Tornades et tourbillons, des coups de vent spectaculaires autant qu'imprévisibles
MÉTÉO MYSTÈRE 3/3
Cet hiver, «Le Temps» sort de son confinement et vous emmène à la découverte de phénomènes naturels connus depuis longtemps mais toujours mal compris. Troisième épisode, les trombes qui se forment sur les terres et les mers… avec parfois des conséquences dévastatrices

«Une tornade en décembre? N’oubliez pas que nous sommes en 2020, plus rien ne peut nous surprendre!» C’est en ces mots que les responsables du site Severe-Weather.eu ont commenté la formation d’une brève trombe marine près du port italien de Trieste, dans la soirée du 7 décembre. Une première était déjà apparue en milieu de journée. Fort heureusement, il n’y a pas eu de dégâts, pour un événement inédit à cette époque de l’année.
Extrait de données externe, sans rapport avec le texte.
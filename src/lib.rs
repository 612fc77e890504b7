//! Cryptographic key pairs for Tezos accounts
//!
//! Parses the base58check key encodings used on Tezos (`edsk…`, `edesk…`,
//! `sppk…`, …), decrypts passphrase protected keys, derives fundraiser keys
//! from a mnemonic, email and passphrase, and signs or verifies operation
//! bytes. Ed25519 (`ed`) keys are fully supported, secp256k1 (`sp`) keys can be
//! loaded and encoded but not used for signing, and P-256 (`p2`) credentials are
//! rejected.
//!
//! # Examples
//!
//! ## Load a secret key and derive its address
//!
//! ```
//! # use std::error::Error;
//! # fn main() -> Result<(), Box<dyn Error>> {
//! #
//! use tezos_keypairs::{Credential, Curve, Key};
//!
//! let key = Key::from_credential(&Credential::new(
//!     "edskRv6ZnkLQMVustbYHFPNsABu1Js6pEEWyMUFJQTqEZjVCU2WHh8ckcc7YA4uBzPiJjZCsv3pC1NDdV99AnyLzPjSip4uC3y",
//! ))?;
//!
//! assert_eq!(key.curve(), Curve::Ed25519);
//! assert!(key.is_secret());
//! assert_eq!(key.public_key_hash(), "tz1PTBQi6gTXxCynwvgzu9ga15jnE8WBRUnn");
//! #
//! # Ok(())
//! # }
//! ```
//!
//! ## Sign operation bytes
//!
//! ```
//! # use std::error::Error;
//! # fn main() -> Result<(), Box<dyn Error>> {
//! #
//! use tezos_keypairs::{Curve, Key};
//!
//! let key = Key::generate(Curve::Ed25519)?;
//! let signed = key.sign("0a0b0c0d", Some(&[0x03]))?;
//!
//! assert!(signed.curve_signature.starts_with("edsig"));
//! assert_eq!(key.verify("0a0b0c0d", &signed.signature, Some(&[0x03])), Ok(()));
//! #
//! # Ok(())
//! # }
//! ```
//!
//! ## Wait for a key without blocking the runtime
//!
//! Key stretching is slow on purpose, so [`Key::spawn`] runs initialization on
//! tokio's blocking pool and hands back a [`PendingKey`].
//!
//! ```
//! # #[tokio::main(flavor = "current_thread")]
//! # async fn main() -> Result<(), tezos_keypairs::error::Error> {
//! use tezos_keypairs::{Credential, Key};
//!
//! let pending = Key::spawn(Credential::new(
//!     "edpkuZWgrKbNiwAVZ42RnEiNwm2ipohxbPWXsxpofSLFDqcHjKnypg",
//! ));
//! let key = pending.ready().await?;
//!
//! assert!(!key.is_secret());
//! # Ok(())
//! # }
//! ```

#![deny(
    warnings,
    clippy::all,
    missing_debug_implementations,
    missing_copy_implementations,
    missing_docs,
    rustdoc::missing_crate_level_docs,
    non_ascii_idents,
    unreachable_pub
)]
#![doc(test(attr(deny(warnings))))]

use std::{fmt, str::FromStr};

use serde::{Deserialize, Serialize};
use zeroize::Zeroizing;

mod utils;

mod algorithm;
use algorithm as alg;

pub mod codec;
pub mod error;

mod prefix;
pub use prefix::Prefix;

mod init;
pub use init::Credential;

mod ledger;
pub use ledger::{LedgerConfig, LedgerTransport};

mod pending;
pub use pending::PendingKey;

mod signer;
pub use signer::SignedBytes;

use error::{Error, Result};

/// Signature scheme of a key, named by its two letter tag
#[derive(Debug, Clone, Copy, PartialEq, Eq, Hash, Serialize, Deserialize)]
pub enum Curve {
    /// Ed25519, tag `ed`
    #[serde(rename = "ed")]
    Ed25519,
    /// Secp256k1, tag `sp`
    #[serde(rename = "sp")]
    Secp256k1,
    /// Secp256r1 (P-256), tag `p2`. Keys on this curve are never constructed.
    #[serde(rename = "p2")]
    P256,
}

impl Curve {
    /// Two letter tag that starts every encoding of this curve
    pub const fn tag(self) -> &'static str {
        match self {
            Curve::Ed25519 => "ed",
            Curve::Secp256k1 => "sp",
            Curve::P256 => "p2",
        }
    }

    fn method(self) -> &'static dyn alg::Scheme {
        match self {
            Curve::Ed25519 => &alg::ed25519::Ed25519,
            Curve::Secp256k1 => &alg::secp256k1::Secp256k1,
            Curve::P256 => &alg::p256::P256,
        }
    }
}

impl fmt::Display for Curve {
    fn fmt(&self, f: &mut fmt::Formatter<'_>) -> fmt::Result {
        f.write_str(self.tag())
    }
}

impl FromStr for Curve {
    type Err = Error;

    fn from_str(s: &str) -> Result<Self> {
        match s {
            "ed" => Ok(Curve::Ed25519),
            "sp" => Ok(Curve::Secp256k1),
            "p2" => Ok(Curve::P256),
            _ => Err(Error::InvalidCurvePrefix(s.to_string())),
        }
    }
}

/// A ready key: public key bytes, optional secret key bytes and ledger settings
///
/// Built by [`Key::from_credential`], [`Key::spawn`], [`Key::new`] or
/// [`Key::generate`]. Key material never changes after construction.
#[derive(Clone)]
pub struct Key {
    curve: Curve,
    public_key: Vec<u8>,
    secret_key: Option<Zeroizing<Vec<u8>>>,
    ledger: LedgerConfig,
}

impl Key {
    pub(crate) fn from_parts(
        curve: Curve,
        public_key: Vec<u8>,
        secret_key: Option<Zeroizing<Vec<u8>>>,
        ledger: LedgerConfig,
    ) -> Self {
        Self {
            curve,
            public_key,
            secret_key,
            ledger,
        }
    }

    /// Generate a random key on `curve`
    ///
    /// # Errors
    ///
    /// [`Error::UnsupportedCurve`] for [`Curve::P256`], [`Error::RandomSource`]
    /// if the operating system cannot provide randomness.
    pub fn generate(curve: Curve) -> Result<Self> {
        let material = curve.method().generate()?;
        Ok(Self::from_parts(
            curve,
            material.public_key,
            Some(material.secret_key),
            LedgerConfig::default(),
        ))
    }

    /// Curve of this key
    pub fn curve(&self) -> Curve {
        self.curve
    }

    /// Whether the key was built from a secret credential
    pub fn is_secret(&self) -> bool {
        self.secret_key.is_some()
    }

    /// Raw public key bytes
    pub fn public_key_bytes(&self) -> &[u8] {
        &self.public_key
    }

    /// Raw secret key bytes, the 64-byte expanded form for Ed25519
    pub fn secret_key_bytes(&self) -> Option<&[u8]> {
        self.secret_key.as_deref().map(Vec::as_slice)
    }

    /// Base58check encoded public key (`edpk…`, `sppk…`)
    pub fn public_key(&self) -> String {
        codec::base58check_encode(&self.public_key, Prefix::public_key(self.curve))
    }

    /// Base58check encoded secret key (`edsk…` in its 64-byte form, `spsk…`)
    ///
    /// # Errors
    ///
    /// [`Error::NoSecretKey`] if the key was built from a public key.
    pub fn secret_key(&self) -> Result<String> {
        let secret_key = self.secret_key.as_deref().ok_or(Error::NoSecretKey)?;

        let encoded = match self.curve {
            Curve::Ed25519 => {
                let seed = secret_key.get(..32).ok_or(Error::InvalidKey)?;
                let keypair = alg::ed25519::Ed25519::expand(seed)?;
                codec::base58check_encode(&keypair.secret_key, Prefix::Edsk)
            }
            curve => codec::base58check_encode(secret_key, Prefix::secret_key(curve)),
        };

        Ok(encoded)
    }

    /// Passphrase protected secret key (`edesk…`, `spesk…`) with a random salt
    ///
    /// The result loads back with [`Credential::with_passphrase`].
    pub fn encrypted_secret_key(&self, passphrase: &str) -> Result<String> {
        let salt = utils::random_bytes::<{ init::SALT_LENGTH }>()?;
        self.encrypted_secret_key_with_salt(passphrase, &salt[..])
    }

    pub(crate) fn encrypted_secret_key_with_salt(
        &self,
        passphrase: &str,
        salt: &[u8],
    ) -> Result<String> {
        let secret_key = self.secret_key.as_deref().ok_or(Error::NoSecretKey)?;
        let payload = self.curve.method().exportable_secret(secret_key);
        let sealed = init::encrypt(payload, passphrase, salt)?;

        Ok(codec::base58check_encode(
            &sealed,
            Prefix::encrypted_secret_key(self.curve),
        ))
    }

    /// Address of the key (`tz1…`, `tz2…`): the 20-byte BLAKE2b hash of the public key
    pub fn public_key_hash(&self) -> String {
        codec::base58check_encode(
            &utils::blake2b_160(&self.public_key),
            Prefix::public_key_hash(self.curve),
        )
    }

    /// Whether signing is delegated to a hardware wallet
    pub fn is_ledger(&self) -> bool {
        self.ledger.enabled
    }

    /// Turn hardware wallet delegation on or off
    pub fn set_ledger(&mut self, enabled: bool) {
        self.ledger.enabled = enabled;
    }

    /// Derivation path on the hardware wallet
    pub fn ledger_path(&self) -> &str {
        &self.ledger.path
    }

    /// Set the derivation path on the hardware wallet
    pub fn set_ledger_path(&mut self, path: impl Into<String>) {
        self.ledger.path = path.into();
    }

    /// Curve selector sent to the hardware wallet
    pub fn ledger_curve(&self) -> u8 {
        self.ledger.curve
    }

    /// Set the curve selector sent to the hardware wallet
    pub fn set_ledger_curve(&mut self, curve: u8) {
        self.ledger.curve = curve;
    }

    /// All hardware wallet settings
    pub fn ledger(&self) -> &LedgerConfig {
        &self.ledger
    }
}

impl fmt::Debug for Key {
    fn fmt(&self, f: &mut fmt::Formatter<'_>) -> fmt::Result {
        f.debug_struct("Key")
            .field("curve", &self.curve)
            .field("public_key", &self.public_key())
            .field("secret_key", &self.secret_key.as_ref().map(|_| "[REDACTED]"))
            .field("ledger", &self.ledger)
            .finish()
    }
}

impl fmt::Display for Key {
    fn fmt(&self, f: &mut fmt::Formatter<'_>) -> fmt::Result {
        f.write_str(&self.public_key())
    }
}
//! Error types.

use thiserror::Error;

use crate::Curve;

/// Result with error type
pub type Result<T> = std::result::Result<T, Error>;

/// Every way building, encoding or using a key can fail
#[derive(Debug, Clone, PartialEq, Eq, Error)]
pub enum Error {
    /// The credential does not start with `ed`, `sp` or `p2`
    #[error("invalid curve prefix {0:?}")]
    InvalidCurvePrefix(String),

    /// The encoded key is not 54, 55, 88 or 98 characters long
    #[error("invalid key length {0}")]
    InvalidKeyLength(usize),

    /// The key type tag is not `pk` or `sk`
    #[error("invalid key tag {0:?}")]
    InvalidKeyTag(String),

    /// An encrypted key or a fundraiser credential came without a passphrase
    #[error("passphrase required")]
    MissingPassphrase,

    /// Wrong passphrase or corrupted ciphertext
    #[error("unable to decrypt secret key")]
    DecryptionFailed,

    /// The operation is not implemented for this curve
    #[error("curve {0} is not supported")]
    UnsupportedCurve(Curve),

    /// Decoded key material is not a valid key for its curve
    #[error("invalid key")]
    InvalidKey,

    /// The key was built from a public key only
    #[error("no secret key available")]
    NoSecretKey,

    /// The key has no public key to verify against
    #[error("no public key available")]
    MissingPublicKey,

    /// A signature was produced with a different curve than the key
    #[error("signature curve {found:?} does not match key curve {expected}")]
    CurveMismatch {
        /// Curve of the key
        expected: Curve,
        /// Curve tag read from the signature
        found: String,
    },

    /// Malformed signature or signature mismatch
    #[error("invalid signature")]
    InvalidSignature,

    /// Bad base58check checksum or prefix
    #[error("unable to decode base58check string")]
    DecodeError,

    /// Message bytes are not valid hex
    #[error("invalid hex string")]
    InvalidHex,

    /// Key initialization ended without producing a result
    #[error("key initialization did not complete")]
    IllegalState,

    /// Signing must go through the hardware transport
    #[error("ledger key must be signed with a ledger transport")]
    LedgerDelegated,

    /// The hardware transport reported an error
    #[error("ledger transport error: {0}")]
    Ledger(String),

    /// The operating system random source failed
    #[error("random source unavailable")]
    RandomSource,
}
//! Who is logged in: riot id, region, level and solo queue rank.

use serde::{Deserialize, Serialize};

use crate::error::Result;
use crate::gateway::Gateway;

pub const CURRENT_SUMMONER_PATH: &str = "/lol-summoner/v1/current-summoner";
pub const REGION_PATH: &str = "/riotclient/region-locale";
pub const RANKED_STATS_PATH: &str = "/lol-ranked/v1/current-ranked-stats";

const SOLO_QUEUE: &str = "RANKED_SOLO_5x5";

pub fn summoner_path(id: u64) -> String {
    format!("/lol-summoner/v1/summoners/{id}")
}

#[derive(Debug, Clone, Default, Deserialize)]
#[serde(rename_all = "camelCase", default)]
pub struct Summoner {
    pub summoner_id: u64,
    pub game_name: String,
    pub tag_line: String,
    pub summoner_level: u64,
}

impl Summoner {
    /// `Name#TAG`; `None` when either half is missing.
    pub fn riot_id(&self) -> Option<String> {
        if self.game_name.is_empty() || self.tag_line.is_empty() {
            None
        } else {
            Some(format!("{}#{}", self.game_name, self.tag_line))
        }
    }
}

#[derive(Debug, Clone, PartialEq, Eq, Serialize)]
pub struct SummonerSummary {
    pub riot_id: String,
    pub region: String,
    pub level: u64,
    pub rank: String,
}

#[derive(Debug, Default, Deserialize)]
#[serde(rename_all = "camelCase", default)]
struct RegionLocale {
    web_region: String,
}

#[derive(Debug, Default, Deserialize)]
#[serde(rename_all = "camelCase", default)]
struct RankedStats {
    queues: Vec<QueueStats>,
}

#[derive(Debug, Default, Deserialize)]
#[serde(rename_all = "camelCase", default)]
struct QueueStats {
    queue_type: String,
    tier: String,
    division: String,
    league_points: i64,
}

impl QueueStats {
    fn label(&self) -> String {
        match self.tier.to_ascii_uppercase().as_str() {
            "" | "NONE" | "UNRANKED" => "Unranked".to_string(),
            _ if self.division.is_empty() || self.division == "NA" => {
                format!("{} {} LP", self.tier, self.league_points)
            }
            _ => format!("{} {} {} LP", self.tier, self.division, self.league_points),
        }
    }
}

pub fn current_summoner(gateway: &dyn Gateway) -> Result<Summoner> {
    gateway
        .get(CURRENT_SUMMONER_PATH)?
        .expect_status(&[200], "fetch current summoner")?
        .decode(CURRENT_SUMMONER_PATH)
}

pub fn summoner_by_id(gateway: &dyn Gateway, id: u64) -> Result<Summoner> {
    let path = summoner_path(id);
    gateway
        .get(&path)?
        .expect_status(&[200], "fetch summoner")?
        .decode(&path)
}

/// Web region code (`euw`, `na`, ...), if the client reports one.
pub fn web_region(gateway: &dyn Gateway) -> Option<String> {
    let resp = gateway.get(REGION_PATH).ok()?;
    if !resp.is_success() {
        return None;
    }
    let locale: RegionLocale = resp.decode(REGION_PATH).ok()?;
    Some(locale.web_region).filter(|r| !r.is_empty())
}

/// Only the summoner lookup is required; region and rank degrade to
/// `"Unknown"`.
pub fn current_summary(gateway: &dyn Gateway) -> Result<SummonerSummary> {
    let summoner = current_summoner(gateway)?;
    let riot_id = summoner.riot_id().unwrap_or_else(|| "Unknown".to_string());
    let region = web_region(gateway).unwrap_or_else(|| "Unknown".to_string());
    let rank = solo_rank(gateway).unwrap_or_else(|| "Unknown".to_string());

    Ok(SummonerSummary {
        riot_id,
        region,
        level: summoner.summoner_level,
        rank,
    })
}

fn solo_rank(gateway: &dyn Gateway) -> Option<String> {
    let resp = gateway.get(RANKED_STATS_PATH).ok()?;
    if !resp.is_success() {
        return None;
    }
    let stats: RankedStats = resp.decode(RANKED_STATS_PATH).ok()?;
    Some(
        stats
            .queues
            .iter()
            .find(|q| q.queue_type == SOLO_QUEUE)
            .map(QueueStats::label)
            .unwrap_or_else(|| "Unranked".to_string()),
    )
}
Ailleurs, le compteur de 2020 affiche déjà un millier de tornades aux Etats-Unis, le pays le plus sujet au phénomène, avec un lourd bilan (78 décès). D’autres ont tué cette année au Vietnam, au Canada, en Indonésie et au Mexique, sans qu’on y puisse grand-chose. Car les tornades – ou trombes – sont sans doute les phénomènes météorologiques les plus imprévisibles, avec des trajectoires erratiques.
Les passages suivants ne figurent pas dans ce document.